The 8 best CPQ software vendors in 2026
CPQ software prevents misconfigured orders by enforcing valid combinations, accurate pricing, and automated approvals, serving industries like automotive and IT resellers.
CPQ (configure, price, quote) software ensures complex custom products are built correctly by enforcing rules that prevent invalid combinations, such as mismatched engine and brake packages in vehicles. It applies pricing logic like volume discounts and regional adjustments while maintaining audit trails for finance teams, reducing errors that can delay orders or result in incorrect deliveries. The software bridges gaps between sales, finance, and operations by generating accurate quotes that flow seamlessly into order and invoice systems without manual handoffs.
Salesforce’s Agentforce Revenue Management, rebuilt from the ground up, integrates directly with CRM records, eliminating the need for bolt-on solutions that often require extensive customization. Its Constraint Builder allows both point-and-click rule creation and code-based adjustments, accommodating teams with varying technical expertise while supporting volume-based discounting and custom approval workflows.
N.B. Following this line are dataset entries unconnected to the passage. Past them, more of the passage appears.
use std::sync::Arc;

use axum::response::Response;
use chrono::Duration;
use serde_json::Value;

use crate::deliveries::allocation::LockerAllocator;
use crate::deliveries::codes::{CodeIssuer, SeededCodeIssuer};
use crate::deliveries::lifecycle::DeliveryLifecycle;
use crate::deliveries::matcher::{
    FuzzyMatchReport, MatchCandidate, MatcherError, RecipientMatcher,
};
use crate::deliveries::memory::{
    DisabledNoticeSender, InMemoryDeliveryRepository, RecordingNoticeSender,
};
use crate::deliveries::repository::DeliveryNoticeSender;
use crate::deliveries::router::{delivery_router, DeliveryServices};
use crate::deliveries::validation::{
    RecipientQuery, RecipientValidator, ValidationPolicy, ValidationRequest,
};
use crate::deliveries::LexicalMatcher;
use crate::directory::{InMemoryUnitDirectory, UnitId};
use crate::seed;

pub(super) const DEPOSIT_WINDOW_MINUTES: i64 = 5;

/// Everything a scenario needs, sharing one repository and directory.
pub(super) struct Harness {
    pub(super) validator: RecipientValidator,
    pub(super) allocator: Arc<LockerAllocator>,
    pub(super) lifecycle: DeliveryLifecycle,
    pub(super) repository: Arc<InMemoryDeliveryRepository>,
    pub(super) notices: Arc<RecordingNoticeSender>,
}

pub(super) fn harness() -> Harness {
    harness_with_lockers(seed::LOCKER_BANK_SIZE)
}

pub(super) fn harness_with_lockers(doors: u32) -> Harness {
    let directory = Arc::new(seed::demo_directory());
    let repository = Arc::new(InMemoryDeliveryRepository::default());
    seed::seed_locker_bank(repository.as_ref(), doors).expect("seed lockers");
    let notices = Arc::new(RecordingNoticeSender::default());
    build_harness(directory, repository, notices.clone(), notices)
}

/// Same harness but with the mail hook unplugged.
pub(super) fn harness_without_mail() -> Harness {
    let directory = Arc::new(seed::demo_directory());
    let repository = Arc::new(InMemoryDeliveryRepository::default());
    seed::seed_locker_bank(repository.as_ref(), seed::LOCKER_BANK_SIZE).expect("seed lockers");
    let notices = Arc::new(RecordingNoticeSender::default());
    build_harness(directory, repository, notices, Arc::new(DisabledNoticeSender))
}

fn build_harness(
    directory: Arc<InMemoryUnitDirectory>,
    repository: Arc<InMemoryDeliveryRepository>,
    notices: Arc<RecordingNoticeSender>,
    sender: Arc<dyn DeliveryNoticeSender>,
) -> Harness {
    let codes: Arc<dyn CodeIssuer> = Arc::new(SeededCodeIssuer::new(7));
    let window = Duration::minutes(DEPOSIT_WINDOW_MINUTES);

    Harness {
        validator: RecipientValidator::new(
            directory.clone(),
            Arc::new(LexicalMatcher),
            codes.clone(),
            ValidationPolicy::default(),
        ),
        allocator: Arc::new(LockerAllocator::new(
            repository.clone(),
            directory.clone(),
            codes,
            window,
        )),
        lifecycle: DeliveryLifecycle::new(repository.clone(), directory, sender, window),
        repository,
        notices,
    }
}

pub(super) fn router() -> axum::Router {
    let harness = harness();
    delivery_router(DeliveryServices {
        validator: Arc::new(harness.validator),
        allocator: harness.allocator,
        lifecycle: Arc::new(harness.lifecycle),
    })
}

pub(super) fn maria_unit() -> UnitId {
    UnitId("unit-h-05".to_string())
}

pub(super) fn house_request(name: &str, postal_code: &str) -> ValidationRequest {
    ValidationRequest {
        claimed_name: name.to_string(),
        query: RecipientQuery::House {
            postal_code: postal_code.to_string(),
        },
    }
}

pub(super) fn apartment_request(
    name: &str,
    tower: Option<&str>,
    number: Option<&str>,
) -> ValidationRequest {
    ValidationRequest {
        claimed_name: name.to_string(),
        query: RecipientQuery::Apartment {
            tower: tower.map(str::to_string),
            number: number.map(str::to_string),
            postal_code: None,
        },
    }
}

/// Matcher stub that is always down.
pub(super) struct OfflineMatcher;

impl RecipientMatcher for OfflineMatcher {
    fn assess(
        &self,
        _claimed_name: &str,
        _reference: &str,
        _candidates: &[MatchCandidate],
    ) -> Result<FuzzyMatchReport, MatcherError> {
        Err(MatcherError::Unavailable("model endpoint offline".to_string()))
    }
}

/// Matcher stub that confidently points at a unit nobody lives in.
pub(super) struct MisdirectedMatcher;

impl RecipientMatcher for MisdirectedMatcher {
    fn assess(
        &self,
        _claimed_name: &str,
        _reference: &str,
        _candidates: &[MatchCandidate],
    ) -> Result<FuzzyMatchReport, MatcherError> {
        Ok(FuzzyMatchReport {
            matched: true,
            confidence: 99,
            matched_unit: Some(UnitId("unit-a-404".to_string())),
            reason: "stub verdict".to_string(),
            suggestions: Vec::new(),
        })
    }
}

/// Issuer that draws the same entry code forever, to force collisions.
pub(super) struct RepeatingCodeIssuer;

impl CodeIssuer for RepeatingCodeIssuer {
    fn entry_code(&self) -> String {
        "AAAAAA".to_string()
    }

    fn access_password(&self) -> String {
        "0000".to_string()
    }

    fn validation_token(&self) -> String {
        "TTTTTTTTTTTTTTTT".to_string()
    }
}

pub(super) fn validator_with_matcher(matcher: Arc<dyn RecipientMatcher>) -> RecipientValidator {
    RecipientValidator::new(
        Arc::new(seed::demo_directory()),
        matcher,
        Arc::new(SeededCodeIssuer::new(7)),
        ValidationPolicy::default(),
    )
}

pub(super) async fn read_json_body(response: Response) -> Value {
    let body = axum::body::to_bytes(response.into_body(), 64 * 1024)
        .await
        .expect("read body");
    serde_json::from_slice(&body).expect("json payload")
}
use chrono::{DateTime, Utc};
use serde::{Deserialize, Serialize};

use super::domain::{Delivery, DeliveryId, DeliveryStatus, Locker, LockerId};

/// Storage abstraction over the locker bank and the delivery ledger.
///
/// Lockers and deliveries live behind one trait because every
/// locker-state-changing write travels with a companion delivery write; the
/// implementation is expected to make [`claim_locker`](Self::claim_locker) a
/// compare-and-swap so that concurrent reservations serialize per locker.
pub trait DeliveryRepository: Send + Sync {
    fn add_locker(&self, locker: Locker) -> Result<(), RepositoryError>;

    fn locker(&self, id: &LockerId) -> Result<Option<Locker>, RepositoryError>;

    /// Lockers currently `Available`, ascending id order.
    fn available_lockers(&self) -> Result<Vec<Locker>, RepositoryError>;

    /// Atomically flips the locker from `Available` to `Occupied` and stamps
    /// `last_opened_at`. Returns `false` when the locker is no longer
    /// available — the caller lost the race and must move on.
    fn claim_locker(
        &self,
        id: &LockerId,
        opened_at: DateTime<Utc>,
    ) -> Result<bool, RepositoryError>;

    /// Returns the locker to `Available` and stamps `last_closed_at`.
    fn release_locker(
        &self,
        id: &LockerId,
        closed_at: DateTime<Utc>,
    ) -> Result<(), RepositoryError>;

    /// Stamps `last_closed_at` without changing the status; used when the
    /// courier shuts the door but the parcel stays inside.
    fn stamp_locker_closed(
        &self,
        id: &LockerId,
        closed_at: DateTime<Utc>,
    ) -> Result<(), RepositoryError>;

    fn insert_delivery(&self, delivery: Delivery) -> Result<Delivery, RepositoryError>;

    /// Atomic counterpart of [`claim_locker`](Self::claim_locker) for
    /// delivery rows: applies `mutate` only while the row still holds
    /// `expected`. Every status flip goes through this, so a caller
    /// working from a stale snapshot loses instead of writing it back.
    fn transition_delivery(
        &self,
        id: &DeliveryId,
        expected: DeliveryStatus,
        mutate: &dyn Fn(&mut Delivery),
    ) -> Result<DeliveryTransition, RepositoryError>;

    fn delivery(&self, id: &DeliveryId) -> Result<Option<Delivery>, RepositoryError>;

    /// The authoritative conflict check for allocation: any delivery in a
    /// non-terminal state still referencing the locker.
    fn active_delivery_for_locker(
        &self,
        id: &LockerId,
    ) -> Result<Option<Delivery>, RepositoryError>;

    /// Entry codes on non-terminal deliveries, for the collision guard.
    fn active_entry_codes(&self) -> Result<Vec<String>, RepositoryError>;

    fn deliveries_in_status(
        &self,
        status: DeliveryStatus,
    ) -> Result<Vec<Delivery>, RepositoryError>;

    /// Delivery history for a normalized recipient name, newest first.
    fn deliveries_for_recipient(
        &self,
        normalized_name: &str,
    ) -> Result<Vec<Delivery>, RepositoryError>;
}

/// Outcome of a delivery compare-and-swap.
#[derive(Debug, Clone, PartialEq, Eq)]
pub enum DeliveryTransition {
    /// The row still held the expected status; the mutation is committed.
    Applied(Delivery),
    /// Another transition won in the meantime; carries the current row so
    /// the caller can report what it actually found.
    Superseded(Delivery),
}

/// Error enumeration for repository failures.
#[derive(Debug, thiserror::Error)]
pub enum RepositoryError {
    #[error("record already exists")]
    Conflict,
    #[error("record not found")]
    NotFound,
    #[error("repository unavailable: {0}")]
    Unavailable(String),
}

/// Outbound mail hook carrying the locker credentials to the resident.
pub trait DeliveryNoticeSender: Send + Sync {
    fn send_locker_notice(&self, notice: &LockerNotice) -> Result<(), NoticeError>;
}

/// Payload for the pickup notification e-mail.
#[derive(Debug, Clone, PartialEq, Eq, Serialize, Deserialize)]
pub struct LockerNotice {
    pub recipient_name: String,
    pub email: String,
    pub locker_number: String,
    pub access_password: String,
    pub entry_code: String,
}

/// Notice dispatch error. Always degraded to `notice_sent = false`, never
/// propagated out of a lifecycle transition.
#[derive(Debug, thiserror::Error)]
pub enum NoticeError {
    #[error("mail transport not configured")]
    NotConfigured,
    #[error("mail transport unavailable: {0}")]
    Transport(String),
}
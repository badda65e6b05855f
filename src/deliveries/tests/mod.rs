mod common;

mod validation;
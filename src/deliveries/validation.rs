use std::sync::Arc;

use serde::{Deserialize, Serialize};
use tracing::{info, warn};

use crate::directory::{
    normalize_name, normalize_postal_code, Occupant, ResidenceUnit, UnitDirectory, UnitId,
    UnitKind,
};

use super::codes::CodeIssuer;
use super::matcher::{MatchCandidate, MatchSuggestion, RecipientMatcher};

/// Address reference accompanying a claimed recipient name.
#[derive(Debug, Clone, PartialEq, Eq, Serialize, Deserialize)]
#[serde(tag = "unit_type", rename_all = "snake_case")]
pub enum RecipientQuery {
    House {
        postal_code: String,
    },
    Apartment {
        tower: Option<String>,
        number: Option<String>,
        /// Optional; only forwarded to the fuzzy matcher, and only when the
        /// apartment-postal-reference dial is on.
        postal_code: Option<String>,
    },
}

#[derive(Debug, Clone, PartialEq, Eq, Serialize, Deserialize)]
pub struct ValidationRequest {
    pub claimed_name: String,
    #[serde(flatten)]
    pub query: RecipientQuery,
}

/// Input problems reported to the caller before any lookup happens.
#[derive(Debug, thiserror::Error)]
pub enum ValidationInputError {
    #[error("recipient name is required")]
    EmptyName,
    #[error("postal code is required for house validation")]
    MissingPostalCode,
    #[error("postal code must contain exactly 8 digits")]
    InvalidPostalCode,
}

/// Mutually exclusive outcome kinds, ordered by decreasing confidence.
#[derive(Debug, Clone, Copy, PartialEq, Eq, Serialize, Deserialize)]
#[serde(rename_all = "snake_case")]
pub enum ValidationResultKind {
    Success,
    NotFound,
}

/// Contact data returned on a successful match.
#[derive(Debug, Clone, PartialEq, Eq, Serialize)]
pub struct RecipientDetails {
    pub occupant_name: String,
    pub contact_phone: String,
    pub unit_kind: &'static str,
    pub address: String,
    pub postal_code: Option<String>,
    pub unit_id: UnitId,
    pub occupant_id: String,
}

impl RecipientDetails {
    fn from_entry(unit: &ResidenceUnit, occupant: &Occupant) -> Self {
        Self {
            occupant_name: occupant.name.clone(),
            contact_phone: occupant.phone.clone(),
            unit_kind: unit.kind_label(),
            address: unit.address(),
            postal_code: unit.postal_code().map(str::to_string),
            unit_id: unit.id.clone(),
            occupant_id: occupant.id.0.clone(),
        }
    }
}

#[derive(Debug, Clone, PartialEq, Eq, Serialize)]
pub struct ValidationOutcome {
    pub matched: bool,
    pub kind: ValidationResultKind,
    pub message: String,
    #[serde(skip_serializing_if = "Option::is_none")]
    pub found: Option<RecipientDetails>,
    pub can_retry: bool,
    pub can_escalate: bool,
    #[serde(skip_serializing_if = "Option::is_none")]
    pub validation_token: Option<String>,
}

/// Agent-assisted outcome: the exact-match shape plus confidence and
/// alternatives.
#[derive(Debug, Clone, PartialEq, Eq, Serialize)]
pub struct AssistedValidationOutcome {
    pub matched: bool,
    pub confidence: u8,
    pub kind: ValidationResultKind,
    pub message: String,
    #[serde(skip_serializing_if = "Option::is_none")]
    pub found: Option<RecipientDetails>,
    pub suggestions: Vec<MatchSuggestion>,
    pub can_retry: bool,
    pub can_escalate: bool,
    #[serde(skip_serializing_if = "Option::is_none")]
    pub validation_token: Option<String>,
}

/// Policy dials for validation behavior.
#[derive(Debug, Clone)]
pub struct ValidationPolicy {
    /// Minimum matcher confidence accepted as a validated recipient.
    pub confidence_threshold: u8,
    /// Forward an apartment's optional postal code to the matcher.
    pub apartment_postal_reference: bool,
}

impl Default for ValidationPolicy {
    fn default() -> Self {
        Self {
            confidence_threshold: 70,
            apartment_postal_reference: false,
        }
    }
}

/// Matches claimed recipients against the unit directory. Pure read plus
/// delegation; no state is persisted here.
pub struct RecipientValidator {
    directory: Arc<dyn UnitDirectory>,
    matcher: Arc<dyn RecipientMatcher>,
    codes: Arc<dyn CodeIssuer>,
    policy: ValidationPolicy,
}

impl RecipientValidator {
    pub fn new(
        directory: Arc<dyn UnitDirectory>,
        matcher: Arc<dyn RecipientMatcher>,
        codes: Arc<dyn CodeIssuer>,
        policy: ValidationPolicy,
    ) -> Self {
        Self {
            directory,
            matcher,
            codes,
            policy,
        }
    }

    /// Exact-match validation.
    pub fn validate(
        &self,
        request: &ValidationRequest,
    ) -> Result<ValidationOutcome, ValidationInputError> {
        let claimed = normalize_name(&request.claimed_name);
        if claimed.is_empty() {
            return Err(ValidationInputError::EmptyName);
        }

        match &request.query {
            RecipientQuery::House { postal_code } => {
                if postal_code.trim().is_empty() {
                    return Err(ValidationInputError::MissingPostalCode);
                }
                let wanted = normalize_postal_code(postal_code);
                if wanted.len() != 8 {
                    return Err(ValidationInputError::InvalidPostalCode);
                }
                Ok(self.match_house(&claimed, &wanted))
            }
            RecipientQuery::Apartment { tower, number, .. } => {
                let tower = tower.as_deref().map(str::trim).unwrap_or("");
                let number = number.as_deref().map(str::trim).unwrap_or("");
                if tower.is_empty() && number.is_empty() {
                    return Ok(ValidationOutcome {
                        matched: false,
                        kind: ValidationResultKind::NotFound,
                        message: "Provide the tower and apartment number for a precise validation."
                            .to_string(),
                        found: None,
                        can_retry: true,
                        can_escalate: true,
                        validation_token: None,
                    });
                }
                Ok(self.match_apartment(&claimed, tower, number))
            }
        }
    }

    fn match_house(&self, claimed: &str, wanted_postal: &str) -> ValidationOutcome {
        let hit = self.directory.entries().into_iter().find_map(|entry| {
            let (unit, occupant) = entry.occupied()?;
            let postal = unit.postal_code()?;
            (normalize_postal_code(postal) == wanted_postal
                && normalize_name(&occupant.name) == claimed)
                .then(|| RecipientDetails::from_entry(unit, occupant))
        });

        match hit {
            Some(details) => self.success_outcome(details),
            None => not_found_outcome(),
        }
    }

    fn match_apartment(&self, claimed: &str, tower: &str, number: &str) -> ValidationOutcome {
        let hit = self.directory.entries().into_iter().find_map(|entry| {
            let (unit, occupant) = entry.occupied()?;
            let UnitKind::Apartment {
                tower: unit_tower,
                apartment_number,
            } = &unit.kind
            else {
                return None;
            };

            let name_matches = normalize_name(&occupant.name) == claimed;
            let tower_matches =
                tower.is_empty() || unit_tower.trim().eq_ignore_ascii_case(tower);
            let number_matches =
                number.is_empty() || apartment_number.trim().eq_ignore_ascii_case(number);

            (name_matches && tower_matches && number_matches)
                .then(|| RecipientDetails::from_entry(unit, occupant))
        });

        match hit {
            Some(details) => self.success_outcome(details),
            None => not_found_outcome(),
        }
    }

    fn success_outcome(&self, details: RecipientDetails) -> ValidationOutcome {
        info!(unit = %details.unit_id.0, "recipient validated");
        ValidationOutcome {
            matched: true,
            kind: ValidationResultKind::Success,
            message: "Recipient validated. Proceed with the delivery.".to_string(),
            found: Some(details),
            can_retry: false,
            can_escalate: false,
            validation_token: Some(self.codes.validation_token()),
        }
    }

    /// Agent-assisted validation: delegates to the fuzzy matcher over the
    /// full candidate list; collaborator failures degrade to an unresolved
    /// outcome instead of propagating.
    pub fn validate_assisted(
        &self,
        request: &ValidationRequest,
    ) -> Result<AssistedValidationOutcome, ValidationInputError> {
        if normalize_name(&request.claimed_name).is_empty() {
            return Err(ValidationInputError::EmptyName);
        }

        let reference = self.reference_for(&request.query);
        let candidates = self.candidates();

        let report = match self
            .matcher
            .assess(&request.claimed_name, &reference, &candidates)
        {
            Ok(report) => report,
            Err(err) => {
                warn!(error = %err, "recipient matcher unavailable, degrading to not-found");
                return Ok(unresolved_assisted(
                    0,
                    format!("matching service unavailable: {err}"),
                    Vec::new(),
                ));
            }
        };

        if report.matched && report.confidence >= self.policy.confidence_threshold {
            if let Some(entry) = report
                .matched_unit
                .as_ref()
                .and_then(|unit_id| self.directory.entry(unit_id))
            {
                if let Some((unit, occupant)) = entry.occupied() {
                    let details = RecipientDetails::from_entry(unit, occupant);
                    info!(
                        unit = %details.unit_id.0,
                        confidence = report.confidence,
                        "recipient validated by matcher"
                    );
                    return Ok(AssistedValidationOutcome {
                        matched: true,
                        confidence: report.confidence,
                        kind: ValidationResultKind::Success,
                        message: format!(
                            "Recipient validated (confidence {}%): {}",
                            report.confidence, report.reason
                        ),
                        found: Some(details),
                        suggestions: Vec::new(),
                        can_retry: false,
                        can_escalate: false,
                        validation_token: Some(self.codes.validation_token()),
                    });
                }
            }

            // Matched unit id does not resolve to an occupied unit; treat the
            // report as malformed collaborator output.
            warn!(?report.matched_unit, "matcher pointed at an unknown or vacant unit");
            return Ok(unresolved_assisted(
                0,
                "matcher result did not resolve to a registered occupant".to_string(),
                Vec::new(),
            ));
        }

        Ok(unresolved_assisted(
            report.confidence,
            "Recipient not confidently identified.".to_string(),
            report.suggestions,
        ))
    }

    fn reference_for(&self, query: &RecipientQuery) -> String {
        match query {
            RecipientQuery::House { postal_code } => postal_code.clone(),
            RecipientQuery::Apartment {
                tower,
                number,
                postal_code,
            } => {
                let mut reference = format!(
                    "{} {}",
                    tower.as_deref().unwrap_or(""),
                    number.as_deref().unwrap_or("")
                );
                if self.policy.apartment_postal_reference {
                    if let Some(postal) = postal_code {
                        reference.push(' ');
                        reference.push_str(postal);
                    }
                }
                reference.trim().to_string()
            }
        }
    }

    fn candidates(&self) -> Vec<MatchCandidate> {
        self.directory
            .entries()
            .into_iter()
            .filter_map(|entry| {
                let (unit, occupant) = entry.occupied()?;
                Some(MatchCandidate {
                    unit_id: unit.id.clone(),
                    occupant_name: occupant.name.clone(),
                    postal_code: unit
                        .postal_code()
                        .map(normalize_postal_code)
                        .unwrap_or_default(),
                    address: unit.address(),
                })
            })
            .collect()
    }
}

fn not_found_outcome() -> ValidationOutcome {
    ValidationOutcome {
        matched: false,
        kind: ValidationResultKind::NotFound,
        message: "Recipient not found. You may retry or escalate to the front desk.".to_string(),
        found: None,
        can_retry: true,
        can_escalate: true,
        validation_token: None,
    }
}

fn unresolved_assisted(
    confidence: u8,
    message: String,
    suggestions: Vec<MatchSuggestion>,
) -> AssistedValidationOutcome {
    AssistedValidationOutcome {
        matched: false,
        confidence,
        kind: ValidationResultKind::NotFound,
        message,
        found: None,
        suggestions,
        can_retry: true,
        can_escalate: true,
        validation_token: None,
    }
}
The tool also feeds data to partner portals and field technicians, though migration from legacy systems may require untangling outdated custom rules.
Conga’s Advantage CPQ and Smart CPQ products cater to different needs, with Smart CPQ handling large catalogs of up to 10,000+ line items with sub-second performance and transparent constraint-based configuration. Its AI-driven margin controls analyze historical deal data to recommend target prices and win probabilities, flagging discounts outside policy and automating approval routing to reduce reliance on subjective decisions.
CPQ tools vary widely in functionality, with some excelling in visual configuration for physical products and others prioritizing spreadsheet-like interfaces for digital services. The best choice depends on integration capabilities with existing CRM and ERP systems, the complexity of pricing models, and the need for non-technical teams to manage rules and templates independently.